• What you need to do:
Somewhere below is a line with "let me = thread::current().id();" and, later, a line with "let _delivery = self"; repeat those two lines and all the lines between them, exactly as they are.

• Material for this exercise:
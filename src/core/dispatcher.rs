//! # Lifecycle dispatcher.
//!
//! [`LifecycleDispatcher`] turns raw bus signals into lifecycle phases and
//! fans each phase out to every observer that implements [`Lifecycle`].
//!
//! ## Per-signal flow
//! ```text
//! bus.post(name)
//!   └─► receive(name)
//!         ├─ name not one of the five ─────────► ignored (trace)
//!         └─ phase ─► delivery lock ─► inbox ─► drain
//!                                └─► deliver(phase)
//!                                      ├─ WillEnterForeground && !was_backgrounded ─► suppressed
//!                                      ├─ DidEnterBackground ─► was_backgrounded = true
//!                                      └─ registry.apply(visitor)
//!                                            ├─ observer.lifecycle() == None ─► skipped
//!                                            └─ catch_unwind(phase.notify(..))
//!                                                  └─ panic ─► error!, next observer
//! ```
//!
//! ## Suppression
//! The platform fires a foreground transition right after launch, although the
//! application was never in the background. Until the first
//! `DidEnterBackground` every `WillEnterForeground` is dropped. The flag only
//! ever goes `false -> true`; it is set before observers see the background
//! phase, and no observer fault can reset it.
//!
//! ## Serialization
//! A caller holds the delivery lock for its whole drain, so state read/write
//! and traversal never interleave. A post from another thread blocks on that
//! lock and returns only after its own phase has been delivered. A post from
//! inside an observer handler (the draining thread itself) is queued in the
//! inbox and delivered after the current dispatch finishes.

use std::any::Any;
use std::collections::{HashMap, VecDeque};
use std::panic::{self, AssertUnwindSafe};
use std::sync::atomic::{AtomicBool, Ordering};
use std::sync::{Arc, Mutex, MutexGuard, PoisonError};
use std::thread::{self, ThreadId};

use tracing::{debug, error, info, trace};

use crate::error::DispatchError;
use crate::lifecycle::{LifecyclePhase, Observer, PlatformContext};
use crate::observers::ObserverRegistry;
use crate::signals::{BusKind, SignalBus, SignalName, SignalNames};

/// Receives lifecycle signals from one bus and fans them out to observers.
pub struct LifecycleDispatcher {
    routes: HashMap<SignalName, LifecyclePhase>,
    registry: Arc<dyn ObserverRegistry>,
    context: PlatformContext,
    bus_kind: BusKind,
    was_backgrounded: AtomicBool,
    delivery: Mutex<()>,
    inbox: Mutex<Inbox>,
}

/// Phases posted re-entrantly by the thread holding the delivery lock.
#[derive(Default)]
struct Inbox {
    pending: VecDeque<LifecyclePhase>,
    drainer: Option<ThreadId>,
}

/// Summary of one delivered phase.
#[derive(Debug, Clone, Copy, PartialEq, Eq)]
pub(crate) struct DispatchReport {
    pub(crate) phase: LifecyclePhase,
    pub(crate) delivered: usize,
    pub(crate) skipped: usize,
    pub(crate) faulted: usize,
}

impl LifecycleDispatcher {
    /// Subscribes to the five lifecycle signals of `bus`.
    ///
    /// Equivalent to [`with_context`](Self::with_context) with a default context.
    pub fn new(
        bus: Arc<dyn SignalBus>,
        registry: Arc<dyn ObserverRegistry>,
    ) -> Result<Arc<Self>, DispatchError> {
        Self::with_context(bus, registry, PlatformContext::default())
    }

    /// Subscribes to the five lifecycle signals of `bus`, handing `context`
    /// to every observer handler.
    ///
    /// Subscriptions are permanent; the bus only keeps a weak reference, so
    /// dropping the dispatcher makes its handlers inert.
    ///
    /// # Errors
    /// - [`DispatchError::DuplicateSignal`] if the bus naming scheme is not bijective
    /// - [`DispatchError::Subscribe`] if the bus refuses a subscription
    pub fn with_context(
        bus: Arc<dyn SignalBus>,
        registry: Arc<dyn ObserverRegistry>,
        context: PlatformContext,
    ) -> Result<Arc<Self>, DispatchError> {
        let routes = routes(bus.names())?;
        let me = Arc::new(Self {
            routes,
            registry,
            context,
            bus_kind: bus.kind(),
            was_backgrounded: AtomicBool::new(false),
            delivery: Mutex::new(()),
            inbox: Mutex::new(Inbox::default()),
        });

        for (_, name) in bus.names().iter() {
            let weak = Arc::downgrade(&me);
            bus.subscribe(
                name.clone(),
                Arc::new(move |signal: &SignalName| {
                    if let Some(dispatcher) = weak.upgrade() {
                        dispatcher.receive(signal);
                    }
                }),
            )
            .map_err(|source| DispatchError::Subscribe {
                name: name.clone(),
                source,
            })?;
        }

        debug!(bus = %me.bus_kind, "lifecycle dispatcher subscribed");
        Ok(me)
    }

    /// True once a `DidEnterBackground` has been received.
    #[inline]
    pub fn was_backgrounded(&self) -> bool {
        self.was_backgrounded.load(Ordering::Acquire)
    }

    /// Kind of the bus this dispatcher listens on.
    pub fn bus_kind(&self) -> BusKind {
        self.bus_kind
    }

    /// Entry point for bus handlers.
    fn receive(&self, signal: &SignalName) {
        let Some(&phase) = self.routes.get(signal) else {
            trace!(%signal, "ignoring unmapped signal");
            return;
        };

        let me = thread::current().id();
        {
            let mut inbox = self.lock_inbox();
            if inbox.drainer == Some(me) {
                inbox.pending.push_back(phase);
                return;
            }
        }

        let _delivery = self
            .delivery
            .lock()
            .unwrap_or_else(PoisonError::into_inner);
        {
            let mut inbox = self.lock_inbox();
            inbox.drainer = Some(me);
            inbox.pending.push_back(phase);
        }

        let _guard = DrainGuard(self);
        loop {
            let next = self.lock_inbox().pending.pop_front();
            match next {
                Some(phase) => {
                    self.deliver(phase);
                }
                None => break,
            }
        }
    }

    /// Applies suppression and state update, then notifies observers.
    ///
    /// Returns `None` when the phase was suppressed.
    fn deliver(&self, phase: LifecyclePhase) -> Option<DispatchReport> {
        match phase {
            LifecyclePhase::WillEnterForeground if !self.was_backgrounded() => {
                debug!(phase = phase.as_label(), "suppressed: never backgrounded");
                return None;
            }
            LifecyclePhase::DidEnterBackground => {
                if !self.was_backgrounded.swap(true, Ordering::AcqRel) {
                    info!("first background observed; foreground delivery enabled");
                }
            }
            _ => {}
        }

        let mut report = DispatchReport {
            phase,
            delivered: 0,
            skipped: 0,
            faulted: 0,
        };

        self.registry.apply(&mut |observer: &dyn Observer| {
            let outcome = panic::catch_unwind(AssertUnwindSafe(|| match observer.lifecycle() {
                Some(target) => {
                    phase.notify(target, &self.context);
                    true
                }
                None => false,
            }));
            match outcome {
                Ok(true) => report.delivered += 1,
                Ok(false) => report.skipped += 1,
                Err(panic_err) => {
                    report.faulted += 1;
                    error!(
                        observer = observer.name(),
                        phase = phase.as_label(),
                        reason = %panic_message(&*panic_err),
                        "lifecycle observer panicked"
                    );
                }
            }
        });

        debug!(
            phase = report.phase.as_label(),
            delivered = report.delivered,
            skipped = report.skipped,
            faulted = report.faulted,
            "lifecycle phase dispatched"
        );
        Some(report)
    }

    fn lock_inbox(&self) -> MutexGuard<'_, Inbox> {
        self.inbox.lock().unwrap_or_else(PoisonError::into_inner)
    }
}

/// Releases the drain role before the delivery lock, also when delivery
/// unwinds (a panicking registry). Only the drainer's own re-entrant phases
/// can be pending here.
struct DrainGuard<'a>(&'a LifecycleDispatcher);

impl Drop for DrainGuard<'_> {
    fn drop(&mut self) {
        let mut inbox = self.0.lock_inbox();
        inbox.pending.clear();
        inbox.drainer = None;
    }
}

/// Builds the signal → phase bijection of a naming scheme.
fn routes(names: &SignalNames) -> Result<HashMap<SignalName, LifecyclePhase>, DispatchError> {
    let mut routes = HashMap::with_capacity(LifecyclePhase::ALL.len());
    for (phase, name) in names.iter() {
        if let Some(first) = routes.insert(name.clone(), phase) {
            return Err(DispatchError::DuplicateSignal {
                name: name.clone(),
                first,
                second: phase,
            });
        }
    }
    Ok(routes)
}

fn panic_message(any: &(dyn Any + Send)) -> String {
    if let Some(msg) = any.downcast_ref::<&'static str>() {
        (*msg).to_string()
    } else if let Some(msg) = any.downcast_ref::<String>() {
        msg.clone()
    } else {
        "unknown panic".to_string()
    }
}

• Written answer:
        let me = thread::current().id();
        {
            let mut inbox = self.lock_inbox();
            if inbox.drainer == Some(me) {
                inbox.pending.push_back(phase);
                return;
            }
        }

        let _delivery = self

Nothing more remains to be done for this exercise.